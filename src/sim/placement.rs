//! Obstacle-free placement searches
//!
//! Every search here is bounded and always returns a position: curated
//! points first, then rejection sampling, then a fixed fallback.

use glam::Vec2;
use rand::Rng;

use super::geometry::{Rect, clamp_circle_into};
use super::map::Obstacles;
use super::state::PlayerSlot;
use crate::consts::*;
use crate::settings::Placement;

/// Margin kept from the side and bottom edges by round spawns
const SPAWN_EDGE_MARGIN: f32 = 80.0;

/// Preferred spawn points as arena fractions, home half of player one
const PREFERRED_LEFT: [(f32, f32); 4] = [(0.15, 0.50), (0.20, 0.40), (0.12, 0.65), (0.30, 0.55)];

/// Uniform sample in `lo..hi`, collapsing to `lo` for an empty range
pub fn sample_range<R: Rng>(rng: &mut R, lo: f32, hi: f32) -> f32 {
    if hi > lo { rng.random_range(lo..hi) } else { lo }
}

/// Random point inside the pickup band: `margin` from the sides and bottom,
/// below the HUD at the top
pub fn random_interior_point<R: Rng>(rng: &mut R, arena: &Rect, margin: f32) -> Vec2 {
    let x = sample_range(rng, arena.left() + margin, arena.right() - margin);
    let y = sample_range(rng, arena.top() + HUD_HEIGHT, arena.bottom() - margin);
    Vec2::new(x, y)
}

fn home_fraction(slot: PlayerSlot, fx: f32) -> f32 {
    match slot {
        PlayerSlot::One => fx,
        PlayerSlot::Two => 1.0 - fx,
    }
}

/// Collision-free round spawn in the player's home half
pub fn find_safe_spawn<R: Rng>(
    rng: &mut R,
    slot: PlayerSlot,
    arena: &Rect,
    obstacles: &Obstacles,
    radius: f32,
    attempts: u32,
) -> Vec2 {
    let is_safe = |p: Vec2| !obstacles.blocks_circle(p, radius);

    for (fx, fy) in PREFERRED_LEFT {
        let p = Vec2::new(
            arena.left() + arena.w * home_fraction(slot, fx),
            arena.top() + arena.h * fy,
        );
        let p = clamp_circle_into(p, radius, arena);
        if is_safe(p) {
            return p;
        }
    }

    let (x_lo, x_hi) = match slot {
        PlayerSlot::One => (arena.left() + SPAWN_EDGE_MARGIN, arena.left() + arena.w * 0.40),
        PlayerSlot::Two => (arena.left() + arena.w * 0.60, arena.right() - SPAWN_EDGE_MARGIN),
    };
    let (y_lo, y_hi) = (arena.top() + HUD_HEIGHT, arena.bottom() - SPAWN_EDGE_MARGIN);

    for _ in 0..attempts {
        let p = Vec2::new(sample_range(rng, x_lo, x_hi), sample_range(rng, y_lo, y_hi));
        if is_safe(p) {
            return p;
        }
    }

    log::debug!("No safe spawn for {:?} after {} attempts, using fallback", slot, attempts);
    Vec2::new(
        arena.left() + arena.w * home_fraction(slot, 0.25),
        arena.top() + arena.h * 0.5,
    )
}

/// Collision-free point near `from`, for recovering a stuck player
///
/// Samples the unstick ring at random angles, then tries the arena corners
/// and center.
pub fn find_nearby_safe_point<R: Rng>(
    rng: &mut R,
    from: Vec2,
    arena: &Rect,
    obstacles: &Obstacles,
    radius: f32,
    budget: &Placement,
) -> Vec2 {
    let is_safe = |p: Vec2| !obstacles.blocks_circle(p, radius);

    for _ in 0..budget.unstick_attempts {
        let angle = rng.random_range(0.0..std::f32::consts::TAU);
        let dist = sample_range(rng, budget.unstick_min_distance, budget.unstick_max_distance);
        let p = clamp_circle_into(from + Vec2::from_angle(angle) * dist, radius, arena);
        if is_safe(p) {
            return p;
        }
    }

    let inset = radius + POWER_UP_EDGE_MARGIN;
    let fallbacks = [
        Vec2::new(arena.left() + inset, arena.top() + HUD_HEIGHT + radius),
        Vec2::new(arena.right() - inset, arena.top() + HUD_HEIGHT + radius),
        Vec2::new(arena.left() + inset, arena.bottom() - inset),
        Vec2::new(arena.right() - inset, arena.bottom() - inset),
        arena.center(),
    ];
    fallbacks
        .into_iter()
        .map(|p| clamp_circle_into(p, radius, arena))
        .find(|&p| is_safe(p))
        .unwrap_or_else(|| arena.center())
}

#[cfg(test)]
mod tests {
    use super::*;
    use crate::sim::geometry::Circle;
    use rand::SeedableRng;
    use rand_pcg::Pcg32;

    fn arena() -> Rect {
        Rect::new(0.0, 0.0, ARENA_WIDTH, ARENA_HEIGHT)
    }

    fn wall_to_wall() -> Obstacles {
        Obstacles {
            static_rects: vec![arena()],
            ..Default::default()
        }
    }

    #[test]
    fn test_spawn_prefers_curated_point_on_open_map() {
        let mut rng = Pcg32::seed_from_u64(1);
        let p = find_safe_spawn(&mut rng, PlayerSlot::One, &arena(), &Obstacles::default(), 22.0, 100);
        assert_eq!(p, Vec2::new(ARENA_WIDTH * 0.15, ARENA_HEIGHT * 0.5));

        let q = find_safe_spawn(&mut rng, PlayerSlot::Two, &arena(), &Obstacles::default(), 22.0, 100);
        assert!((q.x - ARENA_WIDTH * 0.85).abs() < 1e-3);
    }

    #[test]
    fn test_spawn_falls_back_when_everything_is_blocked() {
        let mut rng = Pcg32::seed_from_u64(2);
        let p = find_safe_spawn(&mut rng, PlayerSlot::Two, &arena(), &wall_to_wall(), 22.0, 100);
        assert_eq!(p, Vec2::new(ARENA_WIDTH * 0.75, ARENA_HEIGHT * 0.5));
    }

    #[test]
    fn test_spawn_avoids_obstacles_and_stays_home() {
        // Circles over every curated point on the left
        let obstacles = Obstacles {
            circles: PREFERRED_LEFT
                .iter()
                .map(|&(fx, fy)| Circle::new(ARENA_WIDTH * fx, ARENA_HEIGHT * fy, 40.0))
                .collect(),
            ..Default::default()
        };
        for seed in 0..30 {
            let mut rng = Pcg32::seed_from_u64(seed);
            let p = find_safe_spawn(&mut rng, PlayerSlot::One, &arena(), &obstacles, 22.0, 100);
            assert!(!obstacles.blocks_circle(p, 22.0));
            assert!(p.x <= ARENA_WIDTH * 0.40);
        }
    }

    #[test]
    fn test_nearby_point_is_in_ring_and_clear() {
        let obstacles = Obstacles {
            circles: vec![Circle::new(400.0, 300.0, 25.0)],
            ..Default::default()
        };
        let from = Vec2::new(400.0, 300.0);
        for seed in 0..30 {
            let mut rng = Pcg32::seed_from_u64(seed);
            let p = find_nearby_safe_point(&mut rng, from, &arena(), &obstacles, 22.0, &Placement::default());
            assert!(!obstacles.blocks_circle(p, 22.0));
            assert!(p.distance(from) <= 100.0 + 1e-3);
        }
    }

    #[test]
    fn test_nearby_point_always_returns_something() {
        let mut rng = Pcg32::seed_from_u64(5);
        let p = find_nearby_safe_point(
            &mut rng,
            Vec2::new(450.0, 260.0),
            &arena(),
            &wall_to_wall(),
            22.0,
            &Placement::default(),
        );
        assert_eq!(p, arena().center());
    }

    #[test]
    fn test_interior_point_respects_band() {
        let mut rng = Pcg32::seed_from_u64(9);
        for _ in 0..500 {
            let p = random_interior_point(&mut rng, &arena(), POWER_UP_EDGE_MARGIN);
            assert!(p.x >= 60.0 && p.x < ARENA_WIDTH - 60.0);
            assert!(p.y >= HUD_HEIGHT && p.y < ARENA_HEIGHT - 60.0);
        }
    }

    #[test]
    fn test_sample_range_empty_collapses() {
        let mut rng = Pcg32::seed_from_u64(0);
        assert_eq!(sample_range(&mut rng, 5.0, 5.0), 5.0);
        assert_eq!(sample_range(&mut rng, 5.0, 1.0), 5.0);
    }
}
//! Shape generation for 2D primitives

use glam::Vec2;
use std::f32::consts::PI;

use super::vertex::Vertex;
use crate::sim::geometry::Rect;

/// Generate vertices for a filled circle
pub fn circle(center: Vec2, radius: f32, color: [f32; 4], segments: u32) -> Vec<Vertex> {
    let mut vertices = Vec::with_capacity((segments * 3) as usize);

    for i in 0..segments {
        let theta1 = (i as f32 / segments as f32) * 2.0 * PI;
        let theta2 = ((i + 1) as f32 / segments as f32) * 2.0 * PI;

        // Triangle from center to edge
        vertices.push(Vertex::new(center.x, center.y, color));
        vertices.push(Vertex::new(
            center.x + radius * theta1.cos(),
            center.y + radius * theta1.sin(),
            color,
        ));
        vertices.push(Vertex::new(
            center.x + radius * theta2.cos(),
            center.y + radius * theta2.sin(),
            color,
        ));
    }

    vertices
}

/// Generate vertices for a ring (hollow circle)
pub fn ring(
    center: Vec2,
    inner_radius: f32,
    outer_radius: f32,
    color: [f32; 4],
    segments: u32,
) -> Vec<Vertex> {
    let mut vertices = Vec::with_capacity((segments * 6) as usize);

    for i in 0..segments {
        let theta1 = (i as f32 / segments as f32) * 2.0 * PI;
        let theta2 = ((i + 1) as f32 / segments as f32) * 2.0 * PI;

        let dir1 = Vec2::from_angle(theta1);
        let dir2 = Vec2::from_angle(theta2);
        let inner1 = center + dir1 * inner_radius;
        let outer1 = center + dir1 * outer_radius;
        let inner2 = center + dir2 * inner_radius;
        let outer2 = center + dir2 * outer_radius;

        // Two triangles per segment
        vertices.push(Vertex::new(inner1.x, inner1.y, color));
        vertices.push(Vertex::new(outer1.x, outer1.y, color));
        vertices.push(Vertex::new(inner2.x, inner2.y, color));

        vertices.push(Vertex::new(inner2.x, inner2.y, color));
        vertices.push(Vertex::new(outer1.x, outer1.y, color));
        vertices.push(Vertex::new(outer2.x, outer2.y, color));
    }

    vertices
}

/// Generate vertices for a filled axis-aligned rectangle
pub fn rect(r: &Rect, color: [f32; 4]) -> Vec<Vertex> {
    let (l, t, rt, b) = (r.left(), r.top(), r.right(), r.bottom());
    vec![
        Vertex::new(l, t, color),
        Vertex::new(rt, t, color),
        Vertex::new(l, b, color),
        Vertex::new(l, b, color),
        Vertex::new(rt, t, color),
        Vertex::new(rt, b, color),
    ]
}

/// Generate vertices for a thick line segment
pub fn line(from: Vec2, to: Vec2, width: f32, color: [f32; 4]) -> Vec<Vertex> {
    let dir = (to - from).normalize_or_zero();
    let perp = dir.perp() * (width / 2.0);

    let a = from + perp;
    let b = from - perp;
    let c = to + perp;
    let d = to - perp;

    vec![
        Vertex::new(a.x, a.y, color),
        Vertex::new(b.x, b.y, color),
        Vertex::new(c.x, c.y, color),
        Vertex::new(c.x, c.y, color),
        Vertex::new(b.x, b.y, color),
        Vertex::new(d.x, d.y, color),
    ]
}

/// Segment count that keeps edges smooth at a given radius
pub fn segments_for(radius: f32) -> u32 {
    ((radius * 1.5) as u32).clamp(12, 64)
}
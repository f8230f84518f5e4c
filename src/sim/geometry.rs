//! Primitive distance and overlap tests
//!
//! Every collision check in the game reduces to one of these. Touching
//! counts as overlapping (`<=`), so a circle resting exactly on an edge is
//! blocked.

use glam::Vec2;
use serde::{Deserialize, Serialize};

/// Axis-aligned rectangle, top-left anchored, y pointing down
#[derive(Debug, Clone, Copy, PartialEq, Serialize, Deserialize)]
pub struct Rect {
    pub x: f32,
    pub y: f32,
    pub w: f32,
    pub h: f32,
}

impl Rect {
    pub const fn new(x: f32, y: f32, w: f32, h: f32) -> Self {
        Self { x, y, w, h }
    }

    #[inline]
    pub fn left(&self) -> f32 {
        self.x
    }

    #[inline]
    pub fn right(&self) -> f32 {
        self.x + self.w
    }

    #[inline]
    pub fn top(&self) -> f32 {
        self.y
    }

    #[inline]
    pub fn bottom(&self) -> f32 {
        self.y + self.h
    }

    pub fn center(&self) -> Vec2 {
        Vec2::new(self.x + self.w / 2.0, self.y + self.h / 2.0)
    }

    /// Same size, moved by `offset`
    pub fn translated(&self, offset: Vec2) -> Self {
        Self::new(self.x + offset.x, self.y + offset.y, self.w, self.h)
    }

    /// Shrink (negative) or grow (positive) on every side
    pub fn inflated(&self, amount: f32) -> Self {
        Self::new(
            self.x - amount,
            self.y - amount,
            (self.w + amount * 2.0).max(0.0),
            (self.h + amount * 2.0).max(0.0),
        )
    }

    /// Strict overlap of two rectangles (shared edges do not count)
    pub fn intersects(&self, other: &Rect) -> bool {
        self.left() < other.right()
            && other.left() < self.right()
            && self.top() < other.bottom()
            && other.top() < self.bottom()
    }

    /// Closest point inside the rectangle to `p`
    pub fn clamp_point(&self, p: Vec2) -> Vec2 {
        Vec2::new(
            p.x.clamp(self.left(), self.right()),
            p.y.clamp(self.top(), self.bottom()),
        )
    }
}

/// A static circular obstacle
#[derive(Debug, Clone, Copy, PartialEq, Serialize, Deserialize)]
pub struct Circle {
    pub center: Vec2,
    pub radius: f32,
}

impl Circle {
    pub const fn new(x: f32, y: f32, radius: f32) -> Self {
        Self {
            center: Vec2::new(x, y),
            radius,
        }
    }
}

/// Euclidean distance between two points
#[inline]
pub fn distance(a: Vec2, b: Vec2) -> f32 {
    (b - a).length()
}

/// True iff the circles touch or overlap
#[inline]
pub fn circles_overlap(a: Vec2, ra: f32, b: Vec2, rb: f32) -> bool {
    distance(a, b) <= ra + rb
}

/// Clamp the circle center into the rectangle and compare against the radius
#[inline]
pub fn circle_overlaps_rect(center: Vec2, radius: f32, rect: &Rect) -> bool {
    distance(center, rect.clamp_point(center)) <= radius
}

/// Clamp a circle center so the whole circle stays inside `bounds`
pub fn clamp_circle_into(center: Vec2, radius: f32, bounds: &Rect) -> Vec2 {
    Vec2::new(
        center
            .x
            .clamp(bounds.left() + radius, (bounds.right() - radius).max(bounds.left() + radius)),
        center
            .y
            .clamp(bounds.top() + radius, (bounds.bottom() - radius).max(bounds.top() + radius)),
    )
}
⁂
Please return the lines above that run from the line containing "a position: curated" to the line containing "HUD at the top", inclusive, exactly and with no other lines.

Problem solution –
//! Every search here is bounded and always returns a position: curated
//! points first, then rejection sampling, then a fixed fallback.

use glam::Vec2;
use rand::Rng;

use super::geometry::{Rect, clamp_circle_into};
use super::map::Obstacles;
use super::state::PlayerSlot;
use crate::consts::*;
use crate::settings::Placement;

/// Margin kept from the side and bottom edges by round spawns
const SPAWN_EDGE_MARGIN: f32 = 80.0;

/// Preferred spawn points as arena fractions, home half of player one
const PREFERRED_LEFT: [(f32, f32); 4] = [(0.15, 0.50), (0.20, 0.40), (0.12, 0.65), (0.30, 0.55)];

/// Uniform sample in `lo..hi`, collapsing to `lo` for an empty range
pub fn sample_range<R: Rng>(rng: &mut R, lo: f32, hi: f32) -> f32 {
    if hi > lo { rng.random_range(lo..hi) } else { lo }
}

/// Random point inside the pickup band: `margin` from the sides and bottom,
/// below the HUD at the top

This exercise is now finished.